English Ash Gourd Juice (100 Ml)
Breakfast
154 mg/dL
avg. peak value
Usually has a stable response
Avg. Food Score on Ultrahuman App
Ultrahuman Users got a STABLE response
How to consume english ash gourd juice without glucose spikes
Pair with Protein
Consume a source of lean protein such as eggs, Greek yogurt, or cottage cheese along with the juice to help slow down glucose absorption.
Add Healthy Fats
Include a small portion of healthy fats like nuts (almonds, walnuts) or seeds (chia, flax) to your meal to help stabilize blood sugar levels.
Incorporate Whole Grains
Eat a portion of whole grains like quinoa or brown rice to provide sustained energy and help mitigate spikes.

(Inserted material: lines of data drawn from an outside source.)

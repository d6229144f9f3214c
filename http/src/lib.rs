pub mod error;
pub mod extract;
pub mod handlers;
pub mod routes;
pub mod state;

pub use error::{error_mapper, HttpError};
pub use extract::ValidatedJson;
pub use routes::create_app_routes;
pub use state::AppState;
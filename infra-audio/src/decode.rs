use std::fs::File;
use std::path::Path;

use async_trait::async_trait;
use symphonia::core::audio::SampleBuffer;
use symphonia::core::codecs::{DecoderOptions, CODEC_TYPE_NULL};
use symphonia::core::errors::Error as SymphoniaError;
use symphonia::core::formats::FormatOptions;
use symphonia::core::io::MediaSourceStream;
use symphonia::core::meta::MetadataOptions;
use symphonia::core::probe::Hint;

use speaker_domain::{AudioClip, AudioDecoderPort, AudioSource, DomainError};

/// WAV/MP3 file decoding via symphonia. Multi-channel audio is downmixed to
/// mono by per-frame channel mean; the clip keeps its native sample rate.
#[derive(Default)]
pub struct SymphoniaDecoderAdapter;

impl SymphoniaDecoderAdapter {
    pub fn new() -> Self {
        Self
    }

    fn decode_file(&self, path: &Path) -> Result<AudioClip, DomainError> {
        let file = File::open(path).map_err(|err| {
            DomainError::decode(format!("cannot open `{}`: {err}", path.display()))
        })?;
        let stream = MediaSourceStream::new(Box::new(file), Default::default());

        let mut hint = Hint::new();
        if let Some(ext) = path.extension().and_then(|ext| ext.to_str()) {
            hint.with_extension(ext);
        }

        let probed = symphonia::default::get_probe()
            .format(
                &hint,
                stream,
                &FormatOptions::default(),
                &MetadataOptions::default(),
            )
            .map_err(|err| {
                DomainError::decode(format!("unrecognized audio `{}`: {err}", path.display()))
            })?;
        let mut format = probed.format;

        let track = format
            .tracks()
            .iter()
            .find(|track| track.codec_params.codec != CODEC_TYPE_NULL)
            .ok_or_else(|| {
                DomainError::decode(format!("no audio track in `{}`", path.display()))
            })?;
        let track_id = track.id;
        let sample_rate_hz = track
            .codec_params
            .sample_rate
            .ok_or_else(|| DomainError::decode("stream does not declare a sample rate"))?;
        let mut channels = track.codec_params.channels.map(|layout| layout.count());

        let mut decoder = symphonia::default::get_codecs()
            .make(&track.codec_params, &DecoderOptions::default())
            .map_err(|err| DomainError::decode(format!("unsupported codec: {err}")))?;

        let mut interleaved: Vec<f32> = Vec::new();
        loop {
            let packet = match format.next_packet() {
                Ok(packet) => packet,
                Err(SymphoniaError::IoError(err))
                    if err.kind() == std::io::ErrorKind::UnexpectedEof =>
                {
                    break;
                }
                Err(SymphoniaError::ResetRequired) => break,
                Err(err) => {
                    return Err(DomainError::decode(format!("packet read failed: {err}")));
                }
            };
            if packet.track_id() != track_id {
                continue;
            }

            let decoded = decoder
                .decode(&packet)
                .map_err(|err| DomainError::decode(format!("packet decode failed: {err}")))?;
            let spec = *decoded.spec();
            channels.get_or_insert_with(|| spec.channels.count());

            let mut buffer = SampleBuffer::<f32>::new(decoded.capacity() as u64, spec);
            buffer.copy_interleaved_ref(decoded);
            interleaved.extend_from_slice(buffer.samples());
        }

        if interleaved.is_empty() {
            return Err(DomainError::decode(format!(
                "no audio frames decoded from `{}`",
                path.display()
            )));
        }

        let channel_count = channels.unwrap_or(1).max(1);
        let samples = downmix_mean(&interleaved, channel_count);
        tracing::debug!(
            path = %path.display(),
            sample_rate_hz,
            channels = channel_count,
            frames = samples.len(),
            "decoded audio file"
        );

        Ok(AudioClip {
            sample_rate_hz,
            samples,
        })
    }
}

#[async_trait]
impl AudioDecoderPort for SymphoniaDecoderAdapter {
    async fn decode(&self, source: &AudioSource) -> Result<AudioClip, DomainError> {
        match source {
            AudioSource::Path(path) => self.decode_file(path),
            AudioSource::Samples {
                samples,
                sample_rate_hz,
            } => Ok(AudioClip {
                sample_rate_hz: *sample_rate_hz,
                samples: samples.clone(),
            }),
        }
    }
}

/// Per-frame channel mean. Interleaved frames with fewer trailing samples
/// than channels still average over what is present.
fn downmix_mean(interleaved: &[f32], channels: usize) -> Vec<f32> {
    if channels <= 1 {
        return interleaved.to_vec();
    }
    interleaved
        .chunks(channels)
        .map(|frame| frame.iter().sum::<f32>() / frame.len() as f32)
        .collect()
}

#[cfg(test)]
mod tests {
    use super::*;

    #[test]
    fn downmix_averages_channels_per_frame() {
        let interleaved = [0.2, 0.4, -1.0, 1.0];
        let mono = downmix_mean(&interleaved, 2);
        assert_eq!(mono.len(), 2);
        assert!((mono[0] - 0.3).abs() < 1e-6);
        assert!(mono[1].abs() < 1e-6);
    }

    #[test]
    fn downmix_is_identity_for_mono() {
        let samples = [0.1, -0.2, 0.3];
        assert_eq!(downmix_mean(&samples, 1), samples.to_vec());
    }

    #[tokio::test]
    async fn inline_samples_pass_through() {
        let adapter = SymphoniaDecoderAdapter::new();
        let clip = adapter
            .decode(&AudioSource::Samples {
                samples: vec![0.5, -0.5],
                sample_rate_hz: 22_050,
            })
            .await
            .expect("decode");
        assert_eq!(clip.sample_rate_hz, 22_050);
        assert_eq!(clip.samples, vec![0.5, -0.5]);
    }

    #[tokio::test]
    async fn missing_file_is_a_decode_error() {
        let adapter = SymphoniaDecoderAdapter::new();
        let error = adapter
            .decode(&AudioSource::Path("/nonexistent/probe.wav".into()))
            .await
            .expect_err("must fail");
        assert!(matches!(error, DomainError::Decode(_)));
    }
}
use crate::{DomainError, Embedding, EnrollmentProfile, VerificationResult};

/// Cosine similarity between two embeddings, accumulated in f64.
///
/// Either input having zero norm makes the similarity undefined and is
/// reported as `DegenerateEmbedding` rather than a NaN score.
pub fn cosine_similarity(a: &Embedding, b: &Embedding) -> Result<f64, DomainError> {
    if a.dim() != b.dim() {
        return Err(DomainError::model(format!(
            "embedding dimension mismatch: {} vs {}",
            a.dim(),
            b.dim()
        )));
    }

    let mut dot = 0.0_f64;
    let mut norm_a = 0.0_f64;
    let mut norm_b = 0.0_f64;
    for (&x, &y) in a.values().iter().zip(b.values()) {
        let (x, y) = (f64::from(x), f64::from(y));
        dot += x * y;
        norm_a += x * x;
        norm_b += y * y;
    }

    if norm_a <= 0.0 || norm_b <= 0.0 || !norm_a.is_finite() || !norm_b.is_finite() {
        return Err(DomainError::DegenerateEmbedding);
    }

    Ok(dot / (norm_a.sqrt() * norm_b.sqrt()))
}

/// Component-wise arithmetic mean of a non-empty set of embeddings.
/// Inclusion order does not matter; every embedding counts exactly once.
pub fn mean_embedding(embeddings: &[Embedding]) -> Result<Embedding, DomainError> {
    let Some(first) = embeddings.first() else {
        return Err(DomainError::EmptyEnrollment);
    };

    let dim = first.dim();
    let mut sums = vec![0.0_f64; dim];
    for embedding in embeddings {
        if embedding.dim() != dim {
            return Err(DomainError::model(format!(
                "embedding dimension mismatch: {} vs {}",
                embedding.dim(),
                dim
            )));
        }
        for (sum, &value) in sums.iter_mut().zip(embedding.values()) {
            *sum += f64::from(value);
        }
    }

    let count = embeddings.len() as f64;
    Ok(Embedding(sums.into_iter().map(|s| (s / count) as f32).collect()))
}

/// Builds an `EnrollmentProfile` from the embeddings of every enrollment
/// sample.
pub fn aggregate_profile(embeddings: &[Embedding]) -> Result<EnrollmentProfile, DomainError> {
    let embedding = mean_embedding(embeddings)?;
    Ok(EnrollmentProfile {
        embedding,
        sample_count: embeddings.len(),
    })
}

/// Renders the accept/reject decision for a probe embedding against a
/// profile. Pure function of its inputs.
#[derive(Debug, Clone, Copy)]
pub struct VerificationPolicy {
    threshold: f64,
}

impl VerificationPolicy {
    pub fn new(threshold: f64) -> Result<Self, DomainError> {
        if !threshold.is_finite() || !(-1.0..=1.0).contains(&threshold) {
            return Err(DomainError::InvalidThreshold(threshold));
        }
        Ok(Self { threshold })
    }

    pub fn threshold(&self) -> f64 {
        self.threshold
    }

    /// Decision boundary is inclusive: `score >= threshold` authorizes.
    pub fn decide(
        &self,
        profile: &EnrollmentProfile,
        probe: &Embedding,
    ) -> Result<VerificationResult, DomainError> {
        let score = cosine_similarity(&profile.embedding, probe)?;
        Ok(VerificationResult {
            authorized: score >= self.threshold,
            score,
            threshold: self.threshold,
        })
    }
}

#[cfg(test)]
mod tests {
    use super::*;

    fn profile_of(embedding: Embedding) -> EnrollmentProfile {
        EnrollmentProfile {
            embedding,
            sample_count: 1,
        }
    }

    #[test]
    fn cosine_of_vector_with_itself_is_one() {
        let e = Embedding(vec![0.3, -1.2, 4.5, 0.01]);
        let similarity = cosine_similarity(&e, &e).expect("similarity");
        assert!((similarity - 1.0).abs() < 1e-6);
    }

    #[test]
    fn cosine_is_symmetric() {
        let a = Embedding(vec![1.0, 2.0, 3.0]);
        let b = Embedding(vec![-0.5, 0.25, 8.0]);
        let ab = cosine_similarity(&a, &b).expect("similarity");
        let ba = cosine_similarity(&b, &a).expect("similarity");
        assert_eq!(ab, ba);
    }

    #[test]
    fn cosine_is_magnitude_independent() {
        let a = Embedding(vec![1.0, 2.0, 3.0]);
        let scaled = Embedding(vec![2.5, 5.0, 7.5]);
        let similarity = cosine_similarity(&a, &scaled).expect("similarity");
        assert!((similarity - 1.0).abs() < 1e-6);
    }

    #[test]
    fn cosine_of_opposite_vectors_is_minus_one() {
        let a = Embedding(vec![1.0, -2.0]);
        let b = Embedding(vec![-1.0, 2.0]);
        let similarity = cosine_similarity(&a, &b).expect("similarity");
        assert!((similarity + 1.0).abs() < 1e-6);
    }

    #[test]
    fn zero_norm_embedding_is_degenerate() {
        let zero = Embedding(vec![0.0; 4]);
        let probe = Embedding(vec![1.0, 0.0, 0.0, 0.0]);
        assert!(matches!(
            cosine_similarity(&zero, &probe),
            Err(DomainError::DegenerateEmbedding)
        ));
        assert!(matches!(
            cosine_similarity(&probe, &zero),
            Err(DomainError::DegenerateEmbedding)
        ));
    }

    #[test]
    fn cosine_rejects_dimension_mismatch() {
        let a = Embedding(vec![1.0, 2.0]);
        let b = Embedding(vec![1.0, 2.0, 3.0]);
        assert!(matches!(
            cosine_similarity(&a, &b),
            Err(DomainError::Model(_))
        ));
    }

    #[test]
    fn single_sample_profile_equals_its_embedding() {
        let e = Embedding(vec![0.5, -0.25, 1.5]);
        let profile = aggregate_profile(std::slice::from_ref(&e)).expect("profile");
        assert_eq!(profile.embedding, e);
        assert_eq!(profile.sample_count, 1);
    }

    #[test]
    fn identical_embeddings_aggregate_to_themselves() {
        let e = Embedding(vec![0.125, 0.25, -0.5, 2.0]);
        let profile = aggregate_profile(&[e.clone(), e.clone(), e.clone()]).expect("profile");
        assert_eq!(profile.embedding, e);
        assert_eq!(profile.sample_count, 3);
    }

    #[test]
    fn mean_is_componentwise() {
        let a = Embedding(vec![1.0, 0.0]);
        let b = Embedding(vec![0.0, 1.0]);
        let mean = mean_embedding(&[a, b]).expect("mean");
        assert_eq!(mean, Embedding(vec![0.5, 0.5]));
    }

    #[test]
    fn empty_enrollment_is_an_error() {
        assert!(matches!(
            aggregate_profile(&[]),
            Err(DomainError::EmptyEnrollment)
        ));
    }

    #[test]
    fn threshold_outside_range_is_rejected() {
        assert!(matches!(
            VerificationPolicy::new(1.5),
            Err(DomainError::InvalidThreshold(_))
        ));
        assert!(matches!(
            VerificationPolicy::new(f64::NAN),
            Err(DomainError::InvalidThreshold(_))
        ));
        assert!(VerificationPolicy::new(-1.0).is_ok());
        assert!(VerificationPolicy::new(1.0).is_ok());
    }

    #[test]
    fn decision_boundary_is_inclusive() {
        let profile = profile_of(Embedding(vec![1.0, 0.0]));
        let probe = Embedding(vec![1.0, 0.0]);
        let policy = VerificationPolicy::new(1.0).expect("policy");
        let result = policy.decide(&profile, &probe).expect("decision");
        assert!(result.authorized);
        assert!((result.score - 1.0).abs() < 1e-9);
    }

    #[test]
    fn raising_threshold_above_score_flips_decision_once() {
        let profile = profile_of(Embedding(vec![1.0, 0.0]));
        let probe = Embedding(vec![1.0, 1.0]);
        let score = cosine_similarity(&profile.embedding, &probe).expect("similarity");

        let below = VerificationPolicy::new(score - 0.05).expect("policy");
        let at = VerificationPolicy::new(score).expect("policy");
        let above = VerificationPolicy::new((score + 0.05).min(1.0)).expect("policy");

        assert!(below.decide(&profile, &probe).expect("decision").authorized);
        assert!(at.decide(&profile, &probe).expect("decision").authorized);
        assert!(!above.decide(&profile, &probe).expect("decision").authorized);
    }
}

Include Non-Starchy Vegetables
Add a side of non-starchy vegetables such as spinach, kale, or broccoli to increase fiber intake and promote balanced glucose levels.
Stay Hydrated
Drink plenty of water throughout the day to help maintain overall blood sugar balance.
Practice Portion Control
Limit the quantity of ash gourd juice consumed in one sitting to avoid excessive glucose intake.
Introduce Vinegar
Consuming a small amount of vinegar with your meal, such as in a salad dressing, can help improve insulin sensitivity.
Stay Active
Engage in light physical activity, like walking, after consuming the juice to help your body manage glucose levels more effectively.
Eat Mindfully
Chew slowly and savor your food to enhance digestion and better regulate blood sugar levels.
Monitor Timing
Consider consuming the juice during or after a meal that includes the above components to lessen its impact on your glucose levels.